It seems to show up in the DOM, but doesn’t appear, because it’s nested inside Ionic’s nav-view directive.
What’s the general pattern to follow when I need to break away from some of Ionic’s defaults or can I achieve a state with three nested views easily in Ionic. Sorry if this sound elementary, but it works when done in vanilla Angular. Any help is greatly appreciated. Thanks.
Make sure you name your nav-views (or ui-views). nav-view is provided by Ionic and I think they work like the ui-view from ui-router. At least, they did for me. It’s important to only have one unnamed nav-view.
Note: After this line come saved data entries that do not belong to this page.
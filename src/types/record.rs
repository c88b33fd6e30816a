//! Applicant and feature record structures

use crate::preprocessing::cleaner::clean_value;
use serde::{Deserialize, Serialize};

/// Dataset column names
pub mod columns {
    pub const GRANT_YEAR: &str = "ANO_CONCESSAO_BOLSA";
    pub const SCHOLARSHIP_TYPE: &str = "TIPO_BOLSA";
    pub const SEX: &str = "SEXO_BENEFICIARIO";
    pub const RACE: &str = "RACA_BENEFICIARIO";
    pub const BIRTH_DATE: &str = "DATA_NASCIMENTO";
    pub const DISABILITY: &str = "BENEFICIARIO_DEFICIENTE_FISICO";
    pub const REGION: &str = "REGIAO_BENEFICIARIO";
    pub const STATE: &str = "UF_BENEFICIARIO";
    pub const MUNICIPALITY: &str = "MUNICIPIO_BENEFICIARIO";
    pub const MODALITY: &str = "MODALIDADE_ENSINO_BOLSA";
    pub const COURSE: &str = "NOME_CURSO_BOLSA";
    pub const SHIFT: &str = "NOME_TURNO_CURSO_BOLSA";
    /// Derived at feature time, not present in raw data
    pub const AGE: &str = "IDADE";
}

/// Raw applicant record, as read from the historical CSV or received at
/// serving time. Every field is optional; `None` is the only missing marker.
#[derive(Debug, Clone, Default, PartialEq, Serialize, Deserialize)]
pub struct ApplicantRecord {
    /// Year the scholarship was granted
    #[serde(rename = "ANO_CONCESSAO_BOLSA", alias = "ano_concessao_bolsa", default)]
    pub grant_year: Option<i32>,

    #[serde(rename = "SEXO_BENEFICIARIO", alias = "sexo_beneficiario", alias = "sexo", default)]
    pub sex: Option<String>,

    /// Self-declared race/color
    #[serde(rename = "RACA_BENEFICIARIO", alias = "raca_beneficiario", alias = "raca", default)]
    pub race: Option<String>,

    /// Date-like string; parsed forgivingly when deriving age
    #[serde(rename = "DATA_NASCIMENTO", alias = "data_nascimento", default)]
    pub birth_date: Option<String>,

    /// Disability flag token as used by the dataset ("S"/"N")
    #[serde(
        rename = "BENEFICIARIO_DEFICIENTE_FISICO",
        alias = "beneficiario_deficiente_fisico",
        default
    )]
    pub disability: Option<String>,

    #[serde(rename = "REGIAO_BENEFICIARIO", alias = "regiao_beneficiario", alias = "regiao", default)]
    pub region: Option<String>,

    /// Two-letter state code
    #[serde(rename = "UF_BENEFICIARIO", alias = "uf_beneficiario", alias = "uf", default)]
    pub state: Option<String>,

    #[serde(
        rename = "MUNICIPIO_BENEFICIARIO",
        alias = "municipio_beneficiario",
        alias = "municipio",
        default
    )]
    pub municipality: Option<String>,

    /// Teaching modality (presential, distance)
    #[serde(
        rename = "MODALIDADE_ENSINO_BOLSA",
        alias = "modalidade_ensino_bolsa",
        alias = "modalidade",
        default
    )]
    pub modality: Option<String>,

    #[serde(rename = "NOME_CURSO_BOLSA", alias = "nome_curso_bolsa", alias = "curso", default)]
    pub course: Option<String>,

    #[serde(
        rename = "NOME_TURNO_CURSO_BOLSA",
        alias = "nome_turno_curso_bolsa",
        alias = "turno",
        default
    )]
    pub shift: Option<String>,

    /// Target text; only populated in training data
    #[serde(rename = "TIPO_BOLSA", alias = "tipo_bolsa", default, skip_serializing_if = "Option::is_none")]
    pub scholarship_type: Option<String>,
}

impl ApplicantRecord {
    /// Create a record with only the grant year set
    pub fn new(grant_year: i32) -> Self {
        Self {
            grant_year: Some(grant_year),
            ..Default::default()
        }
    }

    /// Collapse null-like tokens in every text field to `None`.
    pub fn canonicalized(&self) -> Self {
        let clean = |v: &Option<String>| v.as_deref().and_then(clean_value);
        Self {
            grant_year: self.grant_year,
            sex: clean(&self.sex),
            race: clean(&self.race),
            birth_date: clean(&self.birth_date),
            disability: clean(&self.disability),
            region: clean(&self.region),
            state: clean(&self.state),
            municipality: clean(&self.municipality),
            modality: clean(&self.modality),
            course: clean(&self.course),
            shift: clean(&self.shift),
            scholarship_type: clean(&self.scholarship_type),
        }
    }

    /// Categorical fields in feature-contract order
    pub fn categorical_values(&self) -> [Option<&str>; 9] {
        [
            self.sex.as_deref(),
            self.race.as_deref(),
            self.disability.as_deref(),
            self.region.as_deref(),
            self.state.as_deref(),
            self.municipality.as_deref(),
            self.modality.as_deref(),
            self.course.as_deref(),
            self.shift.as_deref(),
        ]
    }
}

/// Model-ready derivation of an applicant record: normalized categorical
/// values, grant year and derived age.
#[derive(Debug, Clone, Default, PartialEq, Serialize, Deserialize)]
pub struct FeatureRecord {
    pub grant_year: Option<i32>,
    /// `None` unless within the plausible age range
    pub age: Option<i32>,
    /// Normalized categorical values in feature-contract order
    pub categorical: [Option<String>; 9],
}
adam: Thanks for the reply.
daniel: Also thanks for the reply.
I just got some in-person help from Ari Lerner of (https://www.ng-book.com/) and figured out what the issue was. It’s not noted in your documentation, but we discovered a solution:
The important thing to note is the @ suffix appended to each named view. I had a main.html template which I wanted the nested views under. This was the only thing I hadn’t tried from the documentation and, sure enough, it ended up being the thing that solved my issue. For my search view, the code is essentially saying: **load search.html template into the element with ui-view="search" AT the main state **.
Hope this will be useful for somebody. Many thanks to the both of you for your help!
Well, thank you Sudo! Just lost few hours braking my had between ui-router wiki and ionic docs, and I thought I made all by the book damn @
thanks again!!
I hope this kind of things will eventually pop in the docs
Would it be at all possible for you to post an example plunker showing this in action? I’m interested to see full source (i.e how your js code and HTML looks)
I’m trying to make two views that sit in the same view, effectively: “halving the view into two views”.
I haven’t had any luck with displaying “stacked” ion-content or ion-view. They always overlap, each using the entire display area. I’ve been using standard html elements, along with ui.router’s nested states to simultaneously display multiple views in one screen. But daniel’s example seems to work using multiple ion-nav-views
I’ve managed to partly convert the plunker into ionic…
It still sorta works but the nav bars won’t work and (as you say) I haven’t managed to get multiple views in one screen.
What I really need is a plunker that does exactly this: https://github.com/angular-ui/ui-router/wiki/Multiple-Named-Views but the people who wrote the docs seems to have neglected to write a plunker for that piece of functionality. My next step would be then to try and translate this to ionic
Ok I figured out my issue, my child state only defined views: {…} and didn’t have a templateUrl or controller property on the main child state definition.
I’m then going to fork it and try adding my ionic style views, basically I need a second (ionic) view on the same page below the first as I need the second view to be vertically scrollable, i.e…
I “can” get ion-views to play nicely… sort of. I put named ion-nav-views inside an anonymous ion-view, I now have stacked ion lists!.. except the second page that you click through doesn’t work and the bottom list isn’t independantly scrollable… but nevertheless it looks like this “may” be possible.
I seem to be having the exact same problem descibed in by @andmar8 above. I have some nested ‘ion-nav-view’ and within the deep-nested views the lists don’t scroll.
Is there a solution to make the lists above ( Contacts & Things) scrollable ?
Hi gibiman,
I have to admit I haven’t been that involved ionic for many, many months so haven’t looked what may have become possible since May, however…
I notice ionic beta 14 is going to angular 1.3 which may change things
I “have” been playing a lot with “just” plain 'ol angular (no ionic) and have become more accustomed to its nuances and how it works, I can heartily recommend you doing the same, you really get a much greater understanding of ionic by actually understanding the underlying framework (angular). Also, heavily research the differences between standard angular routing and the ui-router plugin (which is what gives ionic its nested views). Briefly, what I can say now is…
I can see why so many angular purists prefer default routing to the nested routing of ui-router, it is almost worth avoiding nested views and adjusting your application to use the out of the box angular routing, it makes things a million times easier, BUUUTTTTT, you can’t (as) easily get side bars with their own scopes, which is a very nice part of ui-router.
As I say, I haven’t played with this problem in some months, but I suspect the answer may well be “use custom directives”, seriously, research directives, how to make them and how they work, wow are they cool. I completely understand why angular fans go crazy for them, and indeed, why ionic is so good (it has tons of directives). My suspicions is you may be able to create two, css positioned/sized directives that are independant, have their own scopes and would play nicely on the same view together, but I’m yet to test this hunch.
I think that’s an important feature they should include. A lot of app re-use the same controllers and views and of course it would be nice to not have to modify only one file.
I have struggled a lot before finding out the “viewName@abstractView” tricks to have several views with a common controller and template but I still have error with the navigation bar and the history in general…Unerstanding the whole $ionicHistory would take a lot of time to customize our apps.